Gasss gak si ndess??
Sat set sat set vote dan komen banyak2..
***
"Kau masih tampak sama meski lima tahun telah berlalu."
Patricia tersenyum kecil. Terlihat matanya menyipit namun tetap menyorot tajam, meneliti penampilan gadis di depannya.
Pegangan tangannya pada cangkir tehnya mengerat. Rasa emosional kini memenuhi hatinya. Gadis ini, terlihat baik-baik saja bahkan setelah tragedi lima tahun lalu.
"Bagaimana rasanya memasuki istana kembali, Putri Celine?" Patricia bertanya masih dengan tersenyum.
Celine Heroes berusaha mempertahankan senyumnya. Kedua jemarinya saling bertaut meremas satu sama lain di atas pangkuan. Matanya bergerak gelisah, terlihat sekali sedang kebingungan.
Gadis itu meneguk salivanya susah payah. Lidahnya kelu tetapi ia harus menjawab pertanyaan itu. "S-saya ..." Celine berdehem sejenak. "Bagaimana kabar Ibu Suri?"

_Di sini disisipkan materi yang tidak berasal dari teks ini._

// handlers/mod.rs - 3-Tier Handler Architecture
//
// Public (no auth) → Protected (user JWT) → Elevated (staff JWT)
//
pub mod public;    // Tier 1: No authentication required (GET /api/products/*)
pub mod protected; // Tier 2: JWT authentication required (POST /api/products/:id/reviews)
pub mod elevated;  // Tier 3: Staff JWT required (PUT /api/products/*)
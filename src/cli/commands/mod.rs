pub mod migrate;
pub mod serve;
pub mod token;
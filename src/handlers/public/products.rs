// handlers/public/products.rs - GET /api/products/top and /api/products/:id handlers

use axum::extract::{Path, State};
use uuid::Uuid;

use crate::app::AppState;
use crate::database::models::{Product, ProductView};
use crate::middleware::{ApiResponse, ApiResult};
use crate::services::ProductService;

/// Product with its reviews, oldest first
pub async fn product_get(State(state): State<AppState>, Path(id): Path<Uuid>) -> ApiResult<ProductView> {
    let view = ProductService::new(state.store.clone()).get_product(id).await?;
    Ok(ApiResponse::success(view))
}

pub async fn products_top(State(state): State<AppState>) -> ApiResult<Vec<Product>> {
    let products = ProductService::new(state.store.clone()).top_products().await?;
    Ok(ApiResponse::success(products))
}
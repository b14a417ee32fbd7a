use serde::{Deserialize, Serialize};
use sqlx::FromRow;
use uuid::Uuid;

#[derive(Debug, Clone, PartialEq, Serialize, Deserialize, FromRow)]
pub struct Category {
    pub id: Uuid,
    pub name: String,
}

impl Category {
    pub fn new(name: impl Into<String>) -> Self {
        Self {
            id: Uuid::new_v4(),
            name: name.into(),
        }
    }
}
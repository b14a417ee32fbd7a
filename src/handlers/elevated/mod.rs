// handlers/elevated/mod.rs - Elevated handlers (staff JWT required)
//
// Security Level: JWT Authentication + is_staff claim
// Route Prefix: /api/products (POST), /api/products/:id (PUT, DELETE), /api/products/:id/price (PUT)
// Middleware: jwt_auth_middleware → require_staff_middleware

pub mod products;

pub use products::{price_put, product_delete, product_post, product_put};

Patricia tertawa kecil dan Celine langsung menghembuskan nafas lega. Daripada menjawab pernyataan yang akan memberatkannya, ia lebih baik menanyakan kabar wanita yang hampir menjadi mertuanya itu. Ya ... Meski nanti pun akan seperti itu.

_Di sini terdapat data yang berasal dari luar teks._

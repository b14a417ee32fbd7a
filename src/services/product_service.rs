use std::sync::Arc;

use rust_decimal::Decimal;
use tracing::{info, instrument};
use uuid::Uuid;

use crate::database::manager::DatabaseError;
use crate::database::models::{Product, ProductDetails, ProductView};
use crate::database::store::ProductStore;
use crate::services::error::CatalogError;
use crate::services::price_mutator::{normalized_price, set_price};

const MAX_TITLE_LEN: usize = 200;
const MAX_VENDOR_LEN: usize = 200;

/// Minimum rating for the top products listing
pub const TOP_RATING_THRESHOLD: i64 = 4;
pub const TOP_PRODUCTS_LIMIT: usize = 5;

/// Full set of a product's editable fields
#[derive(Debug, Clone)]
pub struct ProductUpdate {
    pub details: ProductDetails,
    /// Caller-supplied price; the stored value gets the write-time markup
    pub raw_price: Decimal,
}

/// Reads products and applies full updates
#[derive(Clone)]
pub struct ProductService {
    store: Arc<dyn ProductStore>,
}

impl ProductService {
    pub fn new(store: Arc<dyn ProductStore>) -> Self {
        Self { store }
    }

    pub async fn get_product(&self, product_id: Uuid) -> Result<ProductView, CatalogError> {
        let product = self
            .store
            .find_product(product_id)
            .await?
            .ok_or_else(|| CatalogError::product_not_found(product_id))?;
        let reviews = self.store.list_reviews(product_id).await?;
        Ok(ProductView::new(product, reviews))
    }

    /// Up to five products rated 4 or better, best first
    pub async fn top_products(&self) -> Result<Vec<Product>, CatalogError> {
        let products = self
            .store
            .top_rated(Decimal::from(TOP_RATING_THRESHOLD), TOP_PRODUCTS_LIMIT)
            .await?;
        Ok(products)
    }

    #[instrument(skip(self, update))]
    pub async fn create_product(&self, owner_id: Uuid, update: ProductUpdate) -> Result<ProductView, CatalogError> {
        validate_details(&update.details)?;
        let price = normalized_price(update.raw_price)?;

        let details = update.details;
        let category_id = details.category_id;
        let mut product = Product::new(details.title, price, category_id);
        product.vendor = details.vendor;
        product.stock_quantity = details.stock_quantity;
        product.description = details.description;
        product.owner_id = Some(owner_id);

        let product = self
            .store
            .create_product(product)
            .await
            .map_err(|e| missing_category(e, category_id))?;

        info!("Product {} created by {}", product.id, owner_id);
        Ok(ProductView::new(product, Vec::new()))
    }

    #[instrument(skip(self))]
    pub async fn delete_product(&self, product_id: Uuid) -> Result<(), CatalogError> {
        if !self.store.delete_product(product_id).await? {
            return Err(CatalogError::product_not_found(product_id));
        }
        info!("Product {} deleted with its reviews", product_id);
        Ok(())
    }

    #[instrument(skip(self, update))]
    pub async fn update_product(&self, product_id: Uuid, update: ProductUpdate) -> Result<ProductView, CatalogError> {
        validate_details(&update.details)?;

        let mut tx = self
            .store
            .lock_product(product_id)
            .await?
            .ok_or_else(|| CatalogError::product_not_found(product_id))?;

        let category_id = update.details.category_id;
        tx.set_details(&update.details)
            .await
            .map_err(|e| missing_category(e, category_id))?;
        set_price(&mut *tx, update.raw_price).await?;

        let reviews = tx.reviews().await?;
        let product = tx.commit().await?;

        info!("Product {} updated (price {})", product.id, product.price);
        Ok(ProductView::new(product, reviews))
    }
}

fn missing_category(err: DatabaseError, category_id: Uuid) -> CatalogError {
    match err {
        DatabaseError::MissingReference(_) => CatalogError::NotFound(format!("Category {} not found", category_id)),
        other => CatalogError::Database(other),
    }
}

fn validate_details(details: &ProductDetails) -> Result<(), CatalogError> {
    if details.title.trim().is_empty() {
        return Err(CatalogError::Validation("name must not be empty".to_string()));
    }
    if details.title.chars().count() > MAX_TITLE_LEN {
        return Err(CatalogError::Validation(format!(
            "name must be at most {} characters",
            MAX_TITLE_LEN
        )));
    }
    if details.vendor.chars().count() > MAX_VENDOR_LEN {
        return Err(CatalogError::Validation(format!(
            "brand must be at most {} characters",
            MAX_VENDOR_LEN
        )));
    }
    if details.stock_quantity < 0 {
        return Err(CatalogError::Validation("countInStock must not be negative".to_string()));
    }
    Ok(())
}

"Tentu saja baik." Tangannya mengambil cangkir tehnya kembali kemudian menyesapnya sedikit. "Akan menjadi sangat baik jika saja kejadian lima tahun lalu tidak terjadi."
Celine tergagap. Ia ingin mengatakan sesuatu tetapi mulutnya kembali mengatup rapat. Gadis itu menundukkan kepalanya. Kenapa Patricia selalu membahas kejadian lima tahun lalu? Apakah ia baru saja disalahkan?

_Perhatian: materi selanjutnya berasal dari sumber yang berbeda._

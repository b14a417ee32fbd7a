pub mod app;
pub mod auth;
pub mod cli;
pub mod config;
pub mod database;
pub mod error;
pub mod handlers;
pub mod middleware;
pub mod services;
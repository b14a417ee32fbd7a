use std::sync::Arc;

use axum::{
    extract::{DefaultBodyLimit, State},
    http::{HeaderValue, StatusCode},
    middleware,
    response::{IntoResponse, Json},
    routing::{delete, get, post, put, MethodRouter},
    Router,
};
use serde_json::{json, Value};
use tower_http::{
    cors::{Any, CorsLayer},
    trace::TraceLayer,
};

use crate::config::{AppConfig, SecurityConfig};
use crate::database::ProductStore;
use crate::handlers::{elevated, protected, public};
use crate::middleware::{jwt_auth_middleware, require_staff_middleware};

/// Shared handles passed to every handler through axum state
#[derive(Clone)]
pub struct AppState {
    pub store: Arc<dyn ProductStore>,
    pub config: Arc<AppConfig>,
}

impl AppState {
    pub fn new(store: Arc<dyn ProductStore>, config: AppConfig) -> Self {
        Self {
            store,
            config: Arc::new(config),
        }
    }
}

pub fn build_app(state: AppState) -> Router {
    let mut app = Router::new()
        // Public
        .route("/", get(root))
        .route("/health", get(health))
        .merge(public_routes())
        // Protected: any authenticated user
        .merge(protected_routes(state.clone()))
        // Elevated: staff only
        .merge(elevated_routes(state.clone()))
        .layer(DefaultBodyLimit::max(state.config.api.max_request_size_bytes));

    if let Some(cors) = cors_layer(&state.config.security) {
        app = app.layer(cors);
    }
    if state.config.api.enable_request_logging {
        app = app.layer(TraceLayer::new_for_http());
    }

    app.with_state(state)
}

fn public_routes() -> Router<AppState> {
    Router::new()
        .route("/api/products/top", get(public::products_top))
        .route("/api/products/:id", get(public::product_get))
}

fn protected_routes(state: AppState) -> Router<AppState> {
    Router::new().route(
        "/api/products/:id/reviews",
        authenticated(&state, post(protected::review_post)),
    )
}

fn elevated_routes(state: AppState) -> Router<AppState> {
    Router::new()
        .route("/api/products", staff_only(&state, post(elevated::product_post)))
        .route(
            "/api/products/:id",
            staff_only(&state, put(elevated::product_put).merge(delete(elevated::product_delete))),
        )
        .route("/api/products/:id/price", staff_only(&state, put(elevated::price_put)))
}

// Layers sit on the method router so unmatched methods still get 405
fn authenticated(state: &AppState, routes: MethodRouter<AppState>) -> MethodRouter<AppState> {
    routes.route_layer(middleware::from_fn_with_state(state.clone(), jwt_auth_middleware))
}

fn staff_only(state: &AppState, routes: MethodRouter<AppState>) -> MethodRouter<AppState> {
    // Layers run bottom-up: JWT first, then the staff check
    let routes = routes.route_layer(middleware::from_fn(require_staff_middleware));
    authenticated(state, routes)
}

fn cors_layer(security: &SecurityConfig) -> Option<CorsLayer> {
    if !security.enable_cors {
        return None;
    }

    let layer = CorsLayer::new().allow_methods(Any).allow_headers(Any);
    if security.cors_origins.iter().any(|o| o == "*") {
        return Some(layer.allow_origin(Any));
    }

    let origins: Vec<HeaderValue> = security
        .cors_origins
        .iter()
        .filter_map(|origin| match origin.parse::<HeaderValue>() {
            Ok(value) => Some(value),
            Err(_) => {
                tracing::warn!("Ignoring invalid CORS origin {:?}", origin);
                None
            }
        })
        .collect();

    Some(layer.allow_origin(origins))
}

async fn root() -> Json<Value> {
    let version = env!("CARGO_PKG_VERSION");

    Json(json!({
        "success": true,
        "data": {
            "name": "Storefront API",
            "version": version,
            "description": "Products, reviews and pricing backend built with Rust (Axum)",
            "endpoints": {
                "home": "/ (public)",
                "health": "/health (public)",
                "top": "GET /api/products/top (public)",
                "product": "GET /api/products/:id (public)",
                "reviews": "POST /api/products/:id/reviews (protected)",
                "create": "POST /api/products (staff)",
                "update": "PUT /api/products/:id (staff)",
                "delete": "DELETE /api/products/:id (staff)",
                "price": "PUT /api/products/:id/price (staff)",
            }
        }
    }))
}

async fn health(State(state): State<AppState>) -> impl IntoResponse {
    let now = chrono::Utc::now();

    match state.store.health_check().await {
        Ok(_) => (
            StatusCode::OK,
            Json(json!({
                "success": true,
                "data": {
                    "status": "ok",
                    "timestamp": now,
                    "database": "ok"
                }
            })),
        ),
        Err(e) => {
            tracing::error!("Health check failed: {}", e);
            (
                StatusCode::SERVICE_UNAVAILABLE,
                Json(json!({
                    "success": false,
                    "error": "SERVICE_UNAVAILABLE",
                    "detail": "database unavailable",
                    "data": {
                        "status": "degraded",
                        "timestamp": now
                    }
                })),
            )
        }
    }
}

Patricia tersenyum kecil. Asthon Heroes, laki-laki sialan itu sangat lancang karena melanggar perintahnya. Berani-beraninya laki-laki tua bangka itu mengajukan kerabatnya sendiri di sidang dewan istana hingga mereka semua menyetujuinya?
"Kau tidak ingin meminum tehmu?"
Pertanyaan yang dilontarkan secara tiba-tiba itu membuat Celine terkesiap. Gadis itu dengan terburu-buru mengangkat kepalanya kemudian meraih cangkir tehnya.
"Kuharap pernikahanmu kali ini tidak gagal. Seperti saat bersama Alberto dulu."
Celine terbatuk-batuk saat mendengar nama laki-laki yang pernah menjadi calon suaminya. Tangannya tergagap, terlihat gugup saat mengambil sapu tangan untuk menyeka sekitar mulutnya yang sedikit basah.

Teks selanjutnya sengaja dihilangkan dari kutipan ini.